In fact, his house is pink – though the very palest
of shades. Inside there are photographs of family and friends on the walls
(photography is one of his passions), plenty of books and, rather curiously,
in the kitchen there’s a multicoloured toilet bowl filled with pot plants.
Adam is something of an authority on matters lavatorial having written
a book Thunder, Flush and Crapper: An Encycloopedia and contributed articles
on farting, burping and potty-training for the Oxford Companion to the
Body.
Over coffee in the garden I ask about Adam’s career
and he laughs at the word. His, it seems, is less of a career and more
of a series of happy accidents. "I’m still trying to decide what I want
to do when I grow up," he says. His father is Rupert Hart-Davis, briefly
married to the actress Peggy Ashcroft, a publisher, and a leading light
among the literary figures of the nineteen-fifties. Personal friends included
T. S. Eliot, Arthur Ransome and Siegfried Sassoon. Adam was born 55 years
ago in an "idyllic" farmhouse near Henley on Thames loaned to the Hart-Davises
by the brother of James Bond’s creator, Ian Fleming.
At school - Eton - he proved to be good at science
"for no obvious reason" and so went on to read chemistry at Cambridge and
ended up with a doctorate. A spell of post-doctorate research followed
simply "…because it was what one did. I’m a drifter by nature. I never
did have a life plan."
Adam drifted back to Britain, failed to get a job
an academia and so went into publishing with the Oxford University Press.
Five years on boredom set in and he began hunting for alternative employment.
"I applied for several jobs including the Chief Executive of the Shetland
Islands Council, even though I had never been to the Shetland Islands and
knew nothing about them." That job went to someone else and Adam Hart-Davis
went to Yorkshire to work for Yorkshire Television, firstly as a researcher
and then as a producer. He was involved with the popular science programme
Don’t Ask Me with Magnus Pyke (remember it?) and Arthur C. Clarke’s Mysterious
World series.
He remembers the start of his enthusiasm for cycling
quite clearly: "It was the seventh of August 1990. I decided that I was
too old and fat to play squash because fat old men have heart attacks…
I could go to the gym to keep fit, but that’s very boring, or I could buy
a bike." He chose a mountain bike that just happened to be bright pink
and he had the shop fit yellow mudguards "because I wanted to be seen."
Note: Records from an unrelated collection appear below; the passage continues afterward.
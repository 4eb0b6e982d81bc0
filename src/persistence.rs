pub mod db_todo_driven_ports;

use crate::external_connections;
use crate::external_connections::ConnectionHandle;
use anyhow::Context;
use sqlx::pool::PoolConnection;
use sqlx::sqlite::{SqliteConnectOptions, SqlitePoolOptions};
use sqlx::{Sqlite, SqliteConnection, SqlitePool};
use std::str::FromStr;

/// Idempotent schema statement for the one table the application owns
const CREATE_TODOS_TABLE: &str = "
    CREATE TABLE IF NOT EXISTS todos (
        id INTEGER PRIMARY KEY AUTOINCREMENT,
        text TEXT NOT NULL,
        completed BOOLEAN DEFAULT 0,
        created_at DATETIME DEFAULT CURRENT_TIMESTAMP
    )
";

/// Opens the SQLite store at [db_url] and makes sure the todo table exists.
///
/// The pool holds exactly one connection which is never closed for idleness or age. SQLite
/// serializes work on a connection, so every request effectively queues on that one connection.
/// Keeping it alive also matters for `sqlite::memory:` URLs, where closing the connection
/// would throw the database away.
pub async fn connect_sqlite(db_url: &str) -> Result<SqlitePool, anyhow::Error> {
    let connect_options = SqliteConnectOptions::from_str(db_url)
        .with_context(|| format!("parsing database URL {db_url}"))?
        .create_if_missing(true);

    let pool = SqlitePoolOptions::new()
        .min_connections(1)
        .max_connections(1)
        .idle_timeout(None)
        .max_lifetime(None)
        .connect_with(connect_options)
        .await
        .context("opening the todo database")?;

    sqlx::query(CREATE_TODOS_TABLE)
        .execute(&pool)
        .await
        .context("creating the todos table")?;

    Ok(pool)
}

/// Data structure which owns clients for connecting to external systems.
/// Allows business logic to be agnostic of the external systems it communicates with
/// so driven adapters can easily be swapped out for other implementations
#[derive(Clone)]
pub struct ExternalConnectivity {
    db: SqlitePool,
}

impl ExternalConnectivity {
    /// Wraps an already opened store, see [connect_sqlite]
    pub fn new(db: SqlitePool) -> Self {
        ExternalConnectivity { db }
    }
}

/// A handle from ExternalConnectivity which holds the store's connection until dropped
pub struct PoolConnectionHandle {
    active_connection: PoolConnection<Sqlite>,
}

impl ConnectionHandle for PoolConnectionHandle {
    fn borrow_connection(&mut self) -> &mut SqliteConnection {
        &mut self.active_connection
    }
}

impl external_connections::ExternalConnectivity for ExternalConnectivity {
    type DbHandle<'cxn_borrow> = PoolConnectionHandle;

    async fn database_cxn(&mut self) -> Result<Self::DbHandle<'_>, anyhow::Error> {
        let handle = PoolConnectionHandle {
            active_connection: self
                .db
                .acquire()
                .await
                .context("acquiring the store connection")?,
        };

        Ok(handle)
    }
}

/// Utility DTO for retrieving the ID of a newly inserted record
#[derive(sqlx::FromRow)]
struct NewId {
    id: i64,
}
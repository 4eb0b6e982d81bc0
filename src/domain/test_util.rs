use anyhow::anyhow;

/// Connectivity represents the "connected" state of a mocked driven port and provides
/// common behavior for returning an error if the port is configured to be in a disconnected state.
pub enum Connectivity {
    Connected,
    Disconnected,
}

impl Connectivity {
    /// Return an error if connectivity is in a "disconnected" state
    pub fn blow_up_if_disconnected(&self) -> Result<(), anyhow::Error> {
        match self {
            Self::Connected => Ok(()),
            Self::Disconnected => Err(anyhow!("could not connect to the todo store!")),
        }
    }
}

/// FakeImplementation stands in for a single async trait function in a mock. It records the
/// arguments of every call and hands back a preconfigured return value.
///
/// * [Args] represents the arguments passed to the function that should be captured on a call
/// * [Ret] represents the type of the function's return value
///
/// # Example
///
/// ```ignore
/// use std::sync::Mutex;
///
/// struct MockTodoLookup {
///   todo_by_id_result: FakeImplementation<i64, Result<Option<Todo>, TodoError>>,
/// }
///
/// impl TodoLookup for Mutex<MockTodoLookup> {
///   async fn todo_by_id(&self, id: i64) -> Result<Option<Todo>, TodoError> {
///     let mut locked_self = self.lock().unwrap();
///     locked_self.todo_by_id_result.save_arguments(id);
///
///     locked_self.todo_by_id_result.return_value_result()
///   }
/// }
/// ```
pub struct FakeImplementation<Args, Ret> {
    saved_arguments: Vec<Args>,
    return_value: Option<Ret>,
}

impl<Args, Ret> FakeImplementation<Args, Ret> {
    pub fn new() -> FakeImplementation<Args, Ret> {
        FakeImplementation {
            saved_arguments: Vec::new(),
            return_value: None,
        }
    }

    /// Saves arguments from a single invocation of the FakeImplementation
    pub fn save_arguments(&mut self, arguments: Args) {
        self.saved_arguments.push(arguments)
    }

    /// Returns the list of arguments passed on every call to this FakeImplementation
    pub fn calls(&self) -> &[Args] {
        self.saved_arguments.as_slice()
    }
}

impl<Args, Success, Fail> FakeImplementation<Args, Result<Success, Fail>>
where
    Success: Clone,
    Fail: Clone,
{
    /// Set the result that should be returned when this FakeImplementation is invoked
    pub fn set_returned_result(&mut self, return_value: Result<Success, Fail>) {
        self.return_value = Some(return_value)
    }

    /// Retrieve the result that should be returned when this FakeImplementation is invoked (for [Result]s)
    pub fn return_value_result(&self) -> Result<Success, Fail> {
        match self.return_value {
            Some(Ok(ref ok_result)) => Ok(ok_result.clone()),
            Some(Err(ref err)) => Err(err.clone()),
            None => panic!("Tried to return from a function where the return value wasn't set!"),
        }
    }
}

impl<Args, Success> FakeImplementation<Args, anyhow::Result<Success>>
where
    Success: Clone,
{
    /// Set the result that should be returned when this FakeImplementation is invoked.
    /// [anyhow::Error] does not implement [Clone], so the error is stored by its message.
    pub fn set_returned_anyhow(&mut self, return_value: anyhow::Result<Success>) {
        match return_value {
            Ok(ok_result) => self.return_value = Some(Ok(ok_result)),
            Err(err) => self.return_value = Some(Err(anyhow!(format!("{}", err)))),
        }
    }

    /// Retrieve the result that should be returned when this FakeImplementation is invoked (for [anyhow::Result]s)
    pub fn return_value_anyhow(&self) -> anyhow::Result<Success> {
        match self.return_value {
            None => panic!("Tried to return from a function where the value wasn't set!"),
            Some(Ok(ref ok_result)) => Ok(ok_result.clone()),
            Some(Err(ref err)) => Err(anyhow!(format!("{}", err))),
        }
    }
}
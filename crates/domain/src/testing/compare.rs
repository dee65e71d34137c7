//! Value comparison with numeric coercion.
//!
//! Numbers compare numerically regardless of representation: `2`, `2.0`
//! and the string `"2"` are all equal to an expected `2`. Coercion only
//! applies when the expected side is a number.

use std::cmp::Ordering;

use serde_json::{Number, Value};

/// Returns true if `actual` matches `expected`.
#[must_use]
pub fn values_equal(expected: &Value, actual: &Value) -> bool {
    match (expected, actual) {
        (Value::Number(e), _) => as_number(actual)
            .is_some_and(|a| compare_numbers(e, &a) == Some(Ordering::Equal)),
        (Value::Array(e), Value::Array(a)) => {
            e.len() == a.len() && e.iter().zip(a).all(|(e, a)| values_equal(e, a))
        }
        (Value::Object(e), Value::Object(a)) => {
            e.len() == a.len()
                && e.iter()
                    .all(|(key, e)| a.get(key).is_some_and(|a| values_equal(e, a)))
        }
        _ => expected == actual,
    }
}

/// Orders `actual` relative to `expected`.
///
/// Defined for numbers (with the same coercion as [`values_equal`]) and for
/// string pairs; `None` for anything else.
#[must_use]
pub fn compare_values(actual: &Value, expected: &Value) -> Option<Ordering> {
    match (actual, expected) {
        (Value::String(a), Value::String(e)) => Some(a.as_str().cmp(e)),
        (_, Value::Number(e)) => compare_numbers(&as_number(actual)?, e),
        _ => None,
    }
}

fn as_number(value: &Value) -> Option<Number> {
    match value {
        Value::Number(n) => Some(n.clone()),
        Value::String(s) => s.trim().parse().ok(),
        _ => None,
    }
}

fn compare_numbers(a: &Number, b: &Number) -> Option<Ordering> {
    if let (Some(a), Some(b)) = (a.as_i64(), b.as_i64()) {
        return Some(a.cmp(&b));
    }
    if let (Some(a), Some(b)) = (a.as_u64(), b.as_u64()) {
        return Some(a.cmp(&b));
    }
    a.as_f64()?.partial_cmp(&b.as_f64()?)
}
And just in case that was in any doubt, he added a pink cycle helmet and
a pink and yellow jacket to the ensemble.
Riding to work one day Adam spotted a blue plaque
on the wall of a Yorkshire farmhouse identifying it as the birthplace of
Joseph Priestley, the man who discovered oxygen. "He discovered it," Adam
assures me, solemnly, "in a brewery in Leeds." This became the format for
the Local Heroes series: Adam, on his bicycle, talking about the work of
scientific pioneers and, of course, replicating some of their more spectacular
experiments.
Does he have a favourite local hero? It’s a toss
up, says Adam. Either James Watt, a dour, plodding, slightly paranoid genius
who would probably have achieved very little without being constantly prodded
and pushed by his business partner Mathew Boulton. Or, in complete contrast,
Isambard Kingdom Brunel "a man of extraordinary flamboyance, who over-reached
himself all the time and who gave us so many wonderful things including
the Clifton suspension bridge."
Not surprisingly, Adam has great admiration for the
bicycle as a piece of technology. "Bicycles are wonderful things. The most
efficient form of transport ever devised. It would be a poorer world without
them." He owns five. There’s his original mountain bike which rejoices
in the name JALOPY (Just A Lovely Old Pink & Yellow) and which is used
as day to day transport.
Then there’s JALOPY’s high-tech successor, the mountain
bike used in the Local Heroes series. It was built for Adam by Mike Burrows,
the creator of Chris Boardman’s Lotus superbike. "I phoned him up and asked
whether he’d got any pink and yellow bikes lying around. There was a pause
and then the sound of a long haired engineer being sick into a telephone."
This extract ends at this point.